AMERICAN HAUNTINGS INK

Tuesday, February 19, 2013

Legally Insane: Murder & Daniel Sickles


LEGALLY INSANE
Murder & Daniel Sickles

On this date, February 19, 1859, one of the most colorful and eccentric politicians and Civil War generals in American history, Daniel Sickles, was cleared of murder charges. But his defense was a novel one – and like nothing that American courts had ever heard before. It seems that the respected politician murdered his wife’s young lover because he was insane at the time. It was the first time that such a defense had ever been attempted in the United States and bizarrely, it worked.

By 1959, murder had already become sadly commonplace in Washington, D.C. so it was rare when a single homicide attracted much attention -- unless that homicide involved a well-known congressman, a famous composer’s son and an attempted cover-up by the president of the United States. With those elements combined, it’s no wonder that Washington society was stunned in February 1859 when they heard of a murder that occurred in wealthy Lafayette Square.

The scandalous event involved Representative Daniel Sickles of New York and his friend, Phillip Barton Key, the son of “Star-Spangled Banner” composer Francis Scott Key. Sickles murdered Key in broad daylight, practically in front of the White House, with a number of witnesses present. But thanks to some help from President James Buchanan and the new legal defense of “temporary insanity”, he got away with it.

Daniel Sickles – Legally Insane
Sickles was well-known in Washington.
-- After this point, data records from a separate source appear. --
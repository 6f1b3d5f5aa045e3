//! PNG charts for the analyze command.

use std::path::Path;

use anyhow::Context;
use plotters::{coord::Shift, prelude::*};
use seqlab_stats::{correlation::AutocorrelationProfile, histogram::Histogram};

const CHART_SIZE: (u32, u32) = (1200, 700);
const COMPARISON_SIZE: (u32, u32) = (1600, 700);

/// Plot the sequence values against their index.
pub fn plot_sequence(path: &Path, values: &[f64]) -> anyhow::Result<()> {
    let root = BitMapBackend::new(path, CHART_SIZE).into_drawing_area();
    root.fill(&WHITE)?;

    let (y_min, y_max) = padded_bounds(values);
    let mut chart = ChartBuilder::on(&root)
        .caption("Sequence", ("sans-serif", 20))
        .margin(10)
        .x_label_area_size(30)
        .y_label_area_size(60)
        .build_cartesian_2d(0..values.len(), y_min..y_max)?;

    chart.configure_mesh().x_desc("Index").y_desc("Value").draw()?;

    chart.draw_series(LineSeries::new(values.iter().copied().enumerate(), &BLUE))?;

    root.present()
        .with_context(|| format!("failed to write {}", path.display()))?;
    Ok(())
}

/// Plot the autocorrelation profile as a stem chart with the significance
/// band.
pub fn plot_correlogram(
    path: &Path,
    profile: &AutocorrelationProfile,
    threshold: f64,
) -> anyhow::Result<()> {
    let max_lag = profile.coefficients.last().map_or(1, |c| c.lag);

    let root = BitMapBackend::new(path, CHART_SIZE).into_drawing_area();
    root.fill(&WHITE)?;

    let mut chart = ChartBuilder::on(&root)
        .caption("Autocorrelation", ("sans-serif", 20))
        .margin(10)
        .x_label_area_size(30)
        .y_label_area_size(60)
        .build_cartesian_2d(0..max_lag + 1, -1.1..1.1)?;

    chart
        .configure_mesh()
        .x_desc("Lag")
        .y_desc("Coefficient")
        .draw()?;

    chart.draw_series(std::iter::once(PathElement::new(
        vec![(0, 0.0), (max_lag + 1, 0.0)],
        BLACK,
    )))?;
    for bound in [threshold, -threshold] {
        chart.draw_series(std::iter::once(PathElement::new(
            vec![(0, bound), (max_lag + 1, bound)],
            RED.mix(0.5),
        )))?;
    }

    for coefficient in &profile.coefficients {
        chart.draw_series(std::iter::once(PathElement::new(
            vec![
                (coefficient.lag, 0.0),
                (coefficient.lag, coefficient.coefficient),
            ],
            BLUE,
        )))?;
        chart.draw_series(std::iter::once(Circle::new(
            (coefficient.lag, coefficient.coefficient),
            3,
            BLUE.filled(),
        )))?;
    }

    root.present()
        .with_context(|| format!("failed to write {}", path.display()))?;
    Ok(())
}

/// Plot the value distribution as filled bars.
pub fn plot_histogram(path: &Path, histogram: &Histogram) -> anyhow::Result<()> {
    let root = BitMapBackend::new(path, CHART_SIZE).into_drawing_area();
    root.fill(&WHITE)?;

    draw_histogram_panel(&root, "Value distribution", BLUE, histogram)?;

    root.present()
        .with_context(|| format!("failed to write {}", path.display()))?;
    Ok(())
}

/// Plot the value distributions of the original and the synthetic sequence
/// side by side.
pub fn plot_comparison(
    path: &Path,
    original: &[f64],
    generated: &[f64],
    num_bins: usize,
) -> anyhow::Result<()> {
    let root = BitMapBackend::new(path, COMPARISON_SIZE).into_drawing_area();
    root.fill(&WHITE)?;
    let panels = root.split_evenly((1, 2));

    draw_histogram_panel(
        &panels[0],
        "Original",
        BLUE,
        &Histogram::new(original, num_bins),
    )?;
    draw_histogram_panel(
        &panels[1],
        "Generated",
        RED,
        &Histogram::new(generated, num_bins),
    )?;

    root.present()
        .with_context(|| format!("failed to write {}", path.display()))?;
    Ok(())
}

fn draw_histogram_panel(
    area: &DrawingArea<BitMapBackend<'_>, Shift>,
    caption: &str,
    color: RGBColor,
    histogram: &Histogram,
) -> anyhow::Result<()> {
    let Some((first, last)) = histogram.bins.first().zip(histogram.bins.last()) else {
        anyhow::bail!("histogram has no bins to plot");
    };
    let max_count = histogram.bins.iter().map(|b| b.count).max().unwrap_or(1);
    let headroom = max_count + max_count.div_ceil(10);

    let mut chart = ChartBuilder::on(area)
        .caption(caption, ("sans-serif", 20))
        .margin(10)
        .x_label_area_size(30)
        .y_label_area_size(60)
        .build_cartesian_2d(first.range.start..last.range.end, 0u64..headroom)?;

    chart.configure_mesh().x_desc("Value").y_desc("Count").draw()?;

    chart.draw_series(histogram.bins.iter().map(|bin| {
        Rectangle::new(
            [(bin.range.start, 0), (bin.range.end, bin.count)],
            color.mix(0.5).filled(),
        )
    }))?;
    Ok(())
}

fn padded_bounds(values: &[f64]) -> (f64, f64) {
    let min = values.iter().copied().fold(f64::INFINITY, f64::min);
    let max = values.iter().copied().fold(f64::NEG_INFINITY, f64::max);
    if !min.is_finite() || !max.is_finite() {
        return (0.0, 1.0);
    }
    if (max - min).abs() < 1e-6 {
        return (min - 1.0, max + 1.0);
    }
    let pad = (max - min) * 0.05;
    (min - pad, max + pad)
}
He was married to the beautiful daughter of an Italian music teacher and his wife, Theresa, was described as being charming and well-educated, along with being very attractive. After his marriage, Sickles worked in London for the Foreign Service for a short time and then was involved in the election campaign of President James Buchanan. He and his wife moved into their home on Lafayette Square and became a major part of Washington’s elite society. Twice weekly they entertained the influential of Washington and the house became the center of both social and political circles.

Sickles later succeeded in winning back his congressional seat in New York and this caused him to start spending a lot of time away from home, leaving his wife, who had been just 17 when they married, to fend for herself. While Sickles was away, Theresa began being spotted in the company of handsome widower Phillip Barton Key.

Theresa Sickles
Everyone in Washington was soon talking about the affair, which was not carried out very discreetly. Key even rented his own house in Lafayette Square, just a block away from the Sickles home, so that they could get together as often as they liked. Rumor had it that they met at least three times each day. Key would stand in the park in front of Theresa’s home and wave his handkerchief at her whenever he wanted to meet.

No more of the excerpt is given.